One-sixth of humanity now lives in either a Chinese or Indian city. And it is in these two most populous countries of the world that the most rampant urbanisation is expected to happen in the coming decades. This transformation is creating enormous pressures on land use, housing, infrastructure and environment. Despite the high stakes, the workings of urban governance in China and India remain obscure and poorly understood.

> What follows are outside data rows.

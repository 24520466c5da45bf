//! The entry point front ends talk to.
//!
//! [`Logic`] parses a line, runs the command against the [`Model`], saves the
//! record book after a successful mutating command, and records the line in
//! the command history. It is the only layer that performs I/O.

use tracing::{debug, info, warn};

use crate::commands::{CommandResult, Executable};
use crate::error::Result;
use crate::history::CommandHistory;
use crate::models::Person;
use crate::parser::parse_command;
use crate::sample::sample_record_book;
use crate::storage::{HistoryFile, RecordStorage};
use crate::store::{Model, RecordBook};

pub struct Logic {
    model: Model,
    history: CommandHistory,
    storage: Box<dyn RecordStorage>,
    history_file: Option<HistoryFile>,
}

impl Logic {
    pub fn new(model: Model, storage: Box<dyn RecordStorage>) -> Self {
        Self {
            model,
            history: CommandHistory::default(),
            storage,
            history_file: None,
        }
    }

    /// Opens a session on whatever `storage` holds.
    ///
    /// Nothing saved yet means the sample records are used; a file that cannot
    /// be read or parsed means an empty record book. Neither case is an error.
    pub fn load(storage: Box<dyn RecordStorage>) -> Self {
        let book = match storage.read() {
            Ok(Some(book)) => book,
            Ok(None) => {
                info!("No saved records, starting with sample data");
                sample_record_book().unwrap_or_else(|e| {
                    warn!(error = %e, "Sample data is invalid, starting empty");
                    RecordBook::new()
                })
            }
            Err(e) => {
                warn!(error = %e, "Could not load saved records, starting empty");
                RecordBook::new()
            }
        };
        Self::new(Model::new(book), storage)
    }

    /// Attaches a persisted history. Saved lines are loaded (newest
    /// `capacity` kept) and every later command is appended to `file`.
    pub fn with_history_file(mut self, file: HistoryFile, capacity: usize) -> Self {
        let saved = file.read_lines().unwrap_or_else(|e| {
            warn!(error = %e, "Could not read command history");
            Vec::new()
        });
        self.history = CommandHistory::with_entries(capacity, saved);
        self.history_file = Some(file);
        self
    }

    /// Runs one line of user input.
    pub fn execute(&mut self, input: &str) -> Result<CommandResult> {
        self.record_history(input);

        let command = parse_command(input)?;
        debug!(?command, "Executing command");
        let result = command.execute(&mut self.model)?;

        if command.is_mutating() {
            self.storage.save(self.model.record_book())?;
        }
        Ok(result)
    }

    pub fn model(&self) -> &Model {
        &self.model
    }

    pub fn filtered_persons(&self) -> &[Person] {
        self.model.filtered_persons()
    }

    /// Registers a callback for changes to the displayed students.
    pub fn subscribe(&mut self, listener: impl FnMut(&[Person]) + 'static) {
        self.model.subscribe(listener);
    }

    pub fn history(&self) -> &CommandHistory {
        &self.history
    }

    pub fn history_mut(&mut self) -> &mut CommandHistory {
        &mut self.history
    }

    fn record_history(&mut self, input: &str) {
        let input = input.trim();
        if input.is_empty() {
            return;
        }
        self.history.add(input);
        if let Some(file) = &self.history_file {
            if let Err(e) = file.append(input) {
                warn!(error = %e, "Could not append to command history");
            }
        }
    }
}

#[cfg(test)]
mod tests {
    use std::rc::Rc;

    use super::*;
    use crate::error::Error;
    use crate::parser::ParseError;
    use crate::storage::{MemoryStorage, StorageError};

    /// Storage whose reads or writes always fail.
    struct BrokenStorage;

    impl RecordStorage for BrokenStorage {
        fn read(&self) -> std::result::Result<Option<RecordBook>, StorageError> {
            Err(StorageError::Io {
                path: "broken.json".into(),
                source: std::io::Error::other("unreadable"),
            })
        }

        fn save(&self, _book: &RecordBook) -> std::result::Result<(), StorageError> {
            self.read().map(|_| ())
        }
    }

    /// Shares one in-memory store between the test and the `Logic` under test.
    struct SharedStorage(Rc<MemoryStorage>);

    impl RecordStorage for SharedStorage {
        fn read(&self) -> std::result::Result<Option<RecordBook>, StorageError> {
            self.0.read()
        }

        fn save(&self, book: &RecordBook) -> std::result::Result<(), StorageError> {
            self.0.save(book)
        }
    }

    #[test]
    fn test_load_without_saved_data_uses_samples() {
        let logic = Logic::load(Box::new(MemoryStorage::new(None)));
        assert_eq!(logic.filtered_persons().len(), 5);
    }

    #[test]
    fn test_load_failure_starts_empty() {
        let logic = Logic::load(Box::new(BrokenStorage));
        assert!(logic.filtered_persons().is_empty());
    }

    #[test]
    fn test_mutating_commands_are_saved() {
        let storage = Rc::new(MemoryStorage::new(Some(RecordBook::new())));
        let mut logic = Logic::load(Box::new(SharedStorage(Rc::clone(&storage))));

        logic.execute("add n/Alice p/911 l/P5").unwrap();

        let saved = storage.read().unwrap().unwrap();
        assert_eq!(saved.persons().len(), 1);
    }

    #[test]
    fn test_save_failure_is_reported() {
        let mut logic = Logic::new(Model::default(), Box::new(BrokenStorage));

        let result = logic.execute("add n/Alice p/911 l/P5");

        assert!(matches!(result, Err(Error::Storage(_))));
        assert!(logic.execute("list").is_ok());
    }

    #[test]
    fn test_every_non_blank_line_is_recorded() {
        let mut logic = Logic::new(Model::default(), Box::new(MemoryStorage::default()));

        let result = logic.execute("bogus");
        logic.execute("  ").ok();
        logic.execute(" list ").unwrap();

        assert!(matches!(result, Err(Error::Parse(ParseError::UnknownCommand))));
        assert_eq!(logic.history().entries().collect::<Vec<_>>(), ["bogus", "list"]);
    }
}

In this talk, Xuefei Ren will explore how China and India govern their cities and how their different styles of governance (the origins of which can be traced to late Imperial China and pre-colonial India respectively) produce inequality and exclusion. The India-China gap grossly evident in China's six lane highways and glitzy skyscrapers, perpetuates the trope that urban China has little if anything to learn from India's experience, and conversely, urban India has everything to learn from China's urban experience. This gap is commonly accounted for by the invariable difference in efficiency between an authoritarian versus democratic regime. However, do the two countries have more in common than is usually perceivable? Xuefei peels through the layers in urban governance to compare the two, as it becomes clear that the development of cities in these two nations will have profound consequences well beyond their borders.
This talk is based on Xuefei's new book Governing the Urban in China and India: Land Grabs, Slum Clearance, and the War on Air Pollution (Princeton University Press, 2020).
About the Speaker:
Xuefei Ren is a comparative urbanist whose work focuses on urban development, governance, architecture, and the built environment in global perspective. She is a professor of sociology and global urban studies at Michigan State University and has authored two award-winning books: Urban China (Polity Press, 2013) and Building Globalization: Transnational Architecture Production in Urban China (University of Chicago Press, 2011). Her current projects include urban redevelopment in Chicago, Mumbai, Rio de Janeiro, and Guangzhou, culture-led revitalization in post-industrial Detroit, Harbin, and Turin, and metropolitan responses to Covid-19 in comparative perspective. She received her MA in urban planning from Tokyo Metropolitan University and PhD in sociology from the University of Chicago. She lives in Hyde Park, Chicago.